- [PROVIDED DATA]:

▼

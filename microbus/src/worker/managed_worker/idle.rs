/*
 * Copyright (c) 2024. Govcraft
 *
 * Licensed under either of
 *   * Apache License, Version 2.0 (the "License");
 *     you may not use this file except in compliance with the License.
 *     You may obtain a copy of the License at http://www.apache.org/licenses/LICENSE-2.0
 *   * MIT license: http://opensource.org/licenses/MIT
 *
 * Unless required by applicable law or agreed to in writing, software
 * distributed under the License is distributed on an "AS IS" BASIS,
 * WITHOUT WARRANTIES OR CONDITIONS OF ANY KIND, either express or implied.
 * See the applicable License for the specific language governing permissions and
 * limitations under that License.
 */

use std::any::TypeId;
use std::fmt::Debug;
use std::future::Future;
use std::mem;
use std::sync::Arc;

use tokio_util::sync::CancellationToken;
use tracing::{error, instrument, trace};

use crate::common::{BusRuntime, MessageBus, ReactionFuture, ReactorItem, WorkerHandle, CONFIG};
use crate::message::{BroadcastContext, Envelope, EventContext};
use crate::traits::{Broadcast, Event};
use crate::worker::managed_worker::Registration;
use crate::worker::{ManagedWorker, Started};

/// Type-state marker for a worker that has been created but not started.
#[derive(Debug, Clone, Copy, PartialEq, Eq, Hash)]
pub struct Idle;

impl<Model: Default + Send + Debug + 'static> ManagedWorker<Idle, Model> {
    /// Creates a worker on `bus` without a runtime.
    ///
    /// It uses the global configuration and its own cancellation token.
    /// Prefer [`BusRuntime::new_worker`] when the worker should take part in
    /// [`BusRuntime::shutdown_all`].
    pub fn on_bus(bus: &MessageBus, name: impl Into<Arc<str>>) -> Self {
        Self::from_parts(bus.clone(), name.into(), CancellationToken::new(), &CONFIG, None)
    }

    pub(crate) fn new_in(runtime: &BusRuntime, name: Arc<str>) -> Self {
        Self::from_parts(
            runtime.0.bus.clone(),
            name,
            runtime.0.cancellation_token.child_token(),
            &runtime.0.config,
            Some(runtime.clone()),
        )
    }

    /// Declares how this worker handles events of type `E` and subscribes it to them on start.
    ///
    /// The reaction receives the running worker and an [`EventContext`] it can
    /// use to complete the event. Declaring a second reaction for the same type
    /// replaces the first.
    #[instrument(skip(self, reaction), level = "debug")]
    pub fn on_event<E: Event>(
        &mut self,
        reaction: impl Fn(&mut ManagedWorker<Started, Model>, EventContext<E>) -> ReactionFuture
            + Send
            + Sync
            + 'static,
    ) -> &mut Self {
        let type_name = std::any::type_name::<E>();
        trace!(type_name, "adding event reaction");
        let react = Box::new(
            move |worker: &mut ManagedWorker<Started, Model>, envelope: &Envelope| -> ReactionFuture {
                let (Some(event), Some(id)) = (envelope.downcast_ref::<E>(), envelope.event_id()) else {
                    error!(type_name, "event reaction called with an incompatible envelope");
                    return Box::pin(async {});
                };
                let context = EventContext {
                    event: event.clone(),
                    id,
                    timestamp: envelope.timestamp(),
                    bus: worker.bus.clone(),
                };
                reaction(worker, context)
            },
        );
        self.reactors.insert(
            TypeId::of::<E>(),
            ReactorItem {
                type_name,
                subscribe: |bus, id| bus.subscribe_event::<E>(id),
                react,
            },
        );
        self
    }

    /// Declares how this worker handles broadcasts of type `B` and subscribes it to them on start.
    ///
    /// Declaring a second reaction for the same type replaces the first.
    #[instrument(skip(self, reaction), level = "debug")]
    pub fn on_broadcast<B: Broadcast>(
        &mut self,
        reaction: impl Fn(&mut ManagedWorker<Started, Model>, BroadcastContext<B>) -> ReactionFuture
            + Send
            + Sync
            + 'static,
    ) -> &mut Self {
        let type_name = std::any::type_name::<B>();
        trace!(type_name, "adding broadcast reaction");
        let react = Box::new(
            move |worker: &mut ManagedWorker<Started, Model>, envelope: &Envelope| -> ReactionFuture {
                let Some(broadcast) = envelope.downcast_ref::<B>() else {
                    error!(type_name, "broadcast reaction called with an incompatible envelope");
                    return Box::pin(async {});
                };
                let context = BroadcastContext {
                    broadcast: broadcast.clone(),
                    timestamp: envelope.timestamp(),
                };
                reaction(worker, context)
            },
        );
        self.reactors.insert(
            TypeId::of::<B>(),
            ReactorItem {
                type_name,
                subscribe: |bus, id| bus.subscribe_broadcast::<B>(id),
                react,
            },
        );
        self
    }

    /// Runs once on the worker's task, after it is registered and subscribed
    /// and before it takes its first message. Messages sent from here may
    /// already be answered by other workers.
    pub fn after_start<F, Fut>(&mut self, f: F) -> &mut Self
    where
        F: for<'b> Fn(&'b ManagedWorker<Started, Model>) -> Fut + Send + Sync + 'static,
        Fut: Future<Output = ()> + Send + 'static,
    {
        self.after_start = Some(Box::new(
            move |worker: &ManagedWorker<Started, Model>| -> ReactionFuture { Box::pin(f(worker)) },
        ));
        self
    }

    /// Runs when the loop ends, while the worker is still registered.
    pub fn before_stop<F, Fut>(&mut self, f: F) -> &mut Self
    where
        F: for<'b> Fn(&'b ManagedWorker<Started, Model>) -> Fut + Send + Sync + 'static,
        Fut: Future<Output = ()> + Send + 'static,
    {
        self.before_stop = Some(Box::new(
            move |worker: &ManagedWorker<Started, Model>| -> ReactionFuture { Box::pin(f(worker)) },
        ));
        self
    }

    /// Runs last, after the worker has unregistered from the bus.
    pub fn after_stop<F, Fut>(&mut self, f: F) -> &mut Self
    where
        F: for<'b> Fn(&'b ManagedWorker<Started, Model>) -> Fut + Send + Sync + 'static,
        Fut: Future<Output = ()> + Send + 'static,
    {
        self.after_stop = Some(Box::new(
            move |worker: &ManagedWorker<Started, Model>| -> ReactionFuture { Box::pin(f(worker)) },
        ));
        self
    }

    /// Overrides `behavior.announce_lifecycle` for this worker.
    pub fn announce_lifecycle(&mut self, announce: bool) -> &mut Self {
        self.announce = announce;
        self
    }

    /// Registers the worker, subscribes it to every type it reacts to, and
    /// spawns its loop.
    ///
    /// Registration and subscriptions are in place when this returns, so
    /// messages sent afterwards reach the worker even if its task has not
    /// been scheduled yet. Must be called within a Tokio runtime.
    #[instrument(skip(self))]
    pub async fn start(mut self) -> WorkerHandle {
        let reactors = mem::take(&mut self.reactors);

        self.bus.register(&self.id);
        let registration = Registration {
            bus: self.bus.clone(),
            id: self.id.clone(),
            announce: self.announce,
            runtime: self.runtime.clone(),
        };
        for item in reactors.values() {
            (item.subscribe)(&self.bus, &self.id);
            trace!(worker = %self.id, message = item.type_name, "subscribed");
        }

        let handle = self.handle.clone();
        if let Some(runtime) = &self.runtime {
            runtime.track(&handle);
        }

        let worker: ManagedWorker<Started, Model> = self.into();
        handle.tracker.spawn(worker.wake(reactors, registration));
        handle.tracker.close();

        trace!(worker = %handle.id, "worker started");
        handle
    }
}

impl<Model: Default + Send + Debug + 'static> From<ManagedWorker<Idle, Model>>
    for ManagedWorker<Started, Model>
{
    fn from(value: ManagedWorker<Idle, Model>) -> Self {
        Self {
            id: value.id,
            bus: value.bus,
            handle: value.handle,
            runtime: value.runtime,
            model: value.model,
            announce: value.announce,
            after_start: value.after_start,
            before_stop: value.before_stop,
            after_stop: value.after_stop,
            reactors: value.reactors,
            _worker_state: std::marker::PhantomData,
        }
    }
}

▲

- [TASK DIRECTIONS]:
Copy all of the data. Keep every word exactly as it is.

- [EXERCISE RESULT]:
filename microbus/src/worker/managed_worker/idle.rs
/*
 * Copyright (c) 2024. Govcraft
 *
 * Licensed under either of
 *   * Apache License, Version 2.0 (the "License");
 *     you may not use this file except in compliance with the License.
 *     You may obtain a copy of the License at http://www.apache.org/licenses/LICENSE-2.0
 *   * MIT license: http://opensource.org/licenses/MIT
 *
 * Unless required by applicable law or agreed to in writing, software
 * distributed under the License is distributed on an "AS IS" BASIS,
 * WITHOUT WARRANTIES OR CONDITIONS OF ANY KIND, either express or implied.
 * See the applicable License for the specific language governing permissions and
 * limitations under that License.
 */

use std::any::TypeId;
use std::fmt::Debug;
use std::future::Future;
use std::mem;
use std::sync::Arc;

use tokio_util::sync::CancellationToken;
use tracing::{error, instrument, trace};

use crate::common::{BusRuntime, MessageBus, ReactionFuture, ReactorItem, WorkerHandle, CONFIG};
use crate::message::{BroadcastContext, Envelope, EventContext};
use crate::traits::{Broadcast, Event};
use crate::worker::managed_worker::Registration;
use crate::worker::{ManagedWorker, Started};

/// Type-state marker for a worker that has been created but not started.
#[derive(Debug, Clone, Copy, PartialEq, Eq, Hash)]
pub struct Idle;

impl<Model: Default + Send + Debug + 'static> ManagedWorker<Idle, Model> {
    /// Creates a worker on `bus` without a runtime.
    ///
    /// It uses the global configuration and its own cancellation token.
    /// Prefer [`BusRuntime::new_worker`] when the worker should take part in
    /// [`BusRuntime::shutdown_all`].
    pub fn on_bus(bus: &MessageBus, name: impl Into<Arc<str>>) -> Self {
        Self::from_parts(bus.clone(), name.into(), CancellationToken::new(), &CONFIG, None)
    }

    pub(crate) fn new_in(runtime: &BusRuntime, name: Arc<str>) -> Self {
        Self::from_parts(
            runtime.0.bus.clone(),
            name,
            runtime.0.cancellation_token.child_token(),
            &runtime.0.config,
            Some(runtime.clone()),
        )
    }

    /// Declares how this worker handles events of type `E` and subscribes it to them on start.
    ///
    /// The reaction receives the running worker and an [`EventContext`] it can
    /// use to complete the event. Declaring a second reaction for the same type
    /// replaces the first.
    #[instrument(skip(self, reaction), level = "debug")]
    pub fn on_event<E: Event>(
        &mut self,
        reaction: impl Fn(&mut ManagedWorker<Started, Model>, EventContext<E>) -> ReactionFuture
            + Send
            + Sync
            + 'static,
    ) -> &mut Self {
        let type_name = std::any::type_name::<E>();
        trace!(type_name, "adding event reaction");
        let react = Box::new(
            move |worker: &mut ManagedWorker<Started, Model>, envelope: &Envelope| -> ReactionFuture {
                let (Some(event), Some(id)) = (envelope.downcast_ref::<E>(), envelope.event_id()) else {
                    error!(type_name, "event reaction called with an incompatible envelope");
                    return Box::pin(async {});
                };
                let context = EventContext {
                    event: event.clone(),
                    id,
                    timestamp: envelope.timestamp(),
                    bus: worker.bus.clone(),
                };
                reaction(worker, context)
            },
        );
        self.reactors.insert(
            TypeId::of::<E>(),
            ReactorItem {
                type_name,
                subscribe: |bus, id| bus.subscribe_event::<E>(id),
                react,
            },
        );
        self
    }

    /// Declares how this worker handles broadcasts of type `B` and subscribes it to them on start.
    ///
    /// Declaring a second reaction for the same type replaces the first.
    #[instrument(skip(self, reaction), level = "debug")]
    pub fn on_broadcast<B: Broadcast>(
        &mut self,
        reaction: impl Fn(&mut ManagedWorker<Started, Model>, BroadcastContext<B>) -> ReactionFuture
            + Send
            + Sync
            + 'static,
    ) -> &mut Self {
        let type_name = std::any::type_name::<B>();
        trace!(type_name, "adding broadcast reaction");
        let react = Box::new(
            move |worker: &mut ManagedWorker<Started, Model>, envelope: &Envelope| -> ReactionFuture {
                let Some(broadcast) = envelope.downcast_ref::<B>() else {
                    error!(type_name, "broadcast reaction called with an incompatible envelope");
                    return Box::pin(async {});
                };
                let context = BroadcastContext {
                    broadcast: broadcast.clone(),
                    timestamp: envelope.timestamp(),
                };
                reaction(worker, context)
            },
        );
        self.reactors.insert(
            TypeId::of::<B>(),
            ReactorItem {
                type_name,
                subscribe: |bus, id| bus.subscribe_broadcast::<B>(id),
                react,
            },
        );
        self
    }

    /// Runs once on the worker's task, after it is registered and subscribed
    /// and before it takes its first message. Messages sent from here may
    /// already be answered by other workers.
    pub fn after_start<F, Fut>(&mut self, f: F) -> &mut Self
    where
        F: for<'b> Fn(&'b ManagedWorker<Started, Model>) -> Fut + Send + Sync + 'static,
        Fut: Future<Output = ()> + Send + 'static,
    {
        self.after_start = Some(Box::new(
            move |worker: &ManagedWorker<Started, Model>| -> ReactionFuture { Box::pin(f(worker)) },
        ));
        self
    }

    /// Runs when the loop ends, while the worker is still registered.
    pub fn before_stop<F, Fut>(&mut self, f: F) -> &mut Self
    where
        F: for<'b> Fn(&'b ManagedWorker<Started, Model>) -> Fut + Send + Sync + 'static,
        Fut: Future<Output = ()> + Send + 'static,
    {
        self.before_stop = Some(Box::new(
            move |worker: &ManagedWorker<Started, Model>| -> ReactionFuture { Box::pin(f(worker)) },
        ));
        self
    }

    /// Runs last, after the worker has unregistered from the bus.
    pub fn after_stop<F, Fut>(&mut self, f: F) -> &mut Self
    where
        F: for<'b> Fn(&'b ManagedWorker<Started, Model>) -> Fut + Send + Sync + 'static,
        Fut: Future<Output = ()> + Send + 'static,
    {
        self.after_stop = Some(Box::new(
            move |worker: &ManagedWorker<Started, Model>| -> ReactionFuture { Box::pin(f(worker)) },
        ));
        self
    }

    /// Overrides `behavior.announce_lifecycle` for this worker.
    pub fn announce_lifecycle(&mut self, announce: bool) -> &mut Self {
        self.announce = announce;
        self
    }

    /// Registers the worker, subscribes it to every type it reacts to, and
    /// spawns its loop.
    ///
    /// Registration and subscriptions are in place when this returns, so
    /// messages sent afterwards reach the worker even if its task has not
    /// been scheduled yet. Must be called within a Tokio runtime.
    #[instrument(skip(self))]
    pub async fn start(mut self) -> WorkerHandle {
        let reactors = mem::take(&mut self.reactors);

        self.bus.register(&self.id);
        let registration = Registration {
            bus: self.bus.clone(),
            id: self.id.clone(),
            announce: self.announce,
            runtime: self.runtime.clone(),
        };
        for item in reactors.values() {
            (item.subscribe)(&self.bus, &self.id);
            trace!(worker = %self.id, message = item.type_name, "subscribed");
        }

        let handle = self.handle.clone();
        if let Some(runtime) = &self.runtime {
            runtime.track(&handle);
        }

        let worker: ManagedWorker<Started, Model> = self.into();
        handle.tracker.spawn(worker.wake(reactors, registration));
        handle.tracker.close();

        trace!(worker = %handle.id, "worker started");
        handle
    }
}

impl<Model: Default + Send + Debug + 'static> From<ManagedWorker<Idle, Model>>
    for ManagedWorker<Started, Model>
{
    fn from(value: ManagedWorker<Idle, Model>) -> Self {
        Self {
            id: value.id,
            bus: value.bus,
            handle: value.handle,
            runtime: value.runtime,
            model: value.model,
            announce: value.announce,
            after_start: value.after_start,
            before_stop: value.before_stop,
            after_stop: value.after_stop,
            reactors: value.reactors,
            _worker_state: std::marker::PhantomData,
        }
    }
}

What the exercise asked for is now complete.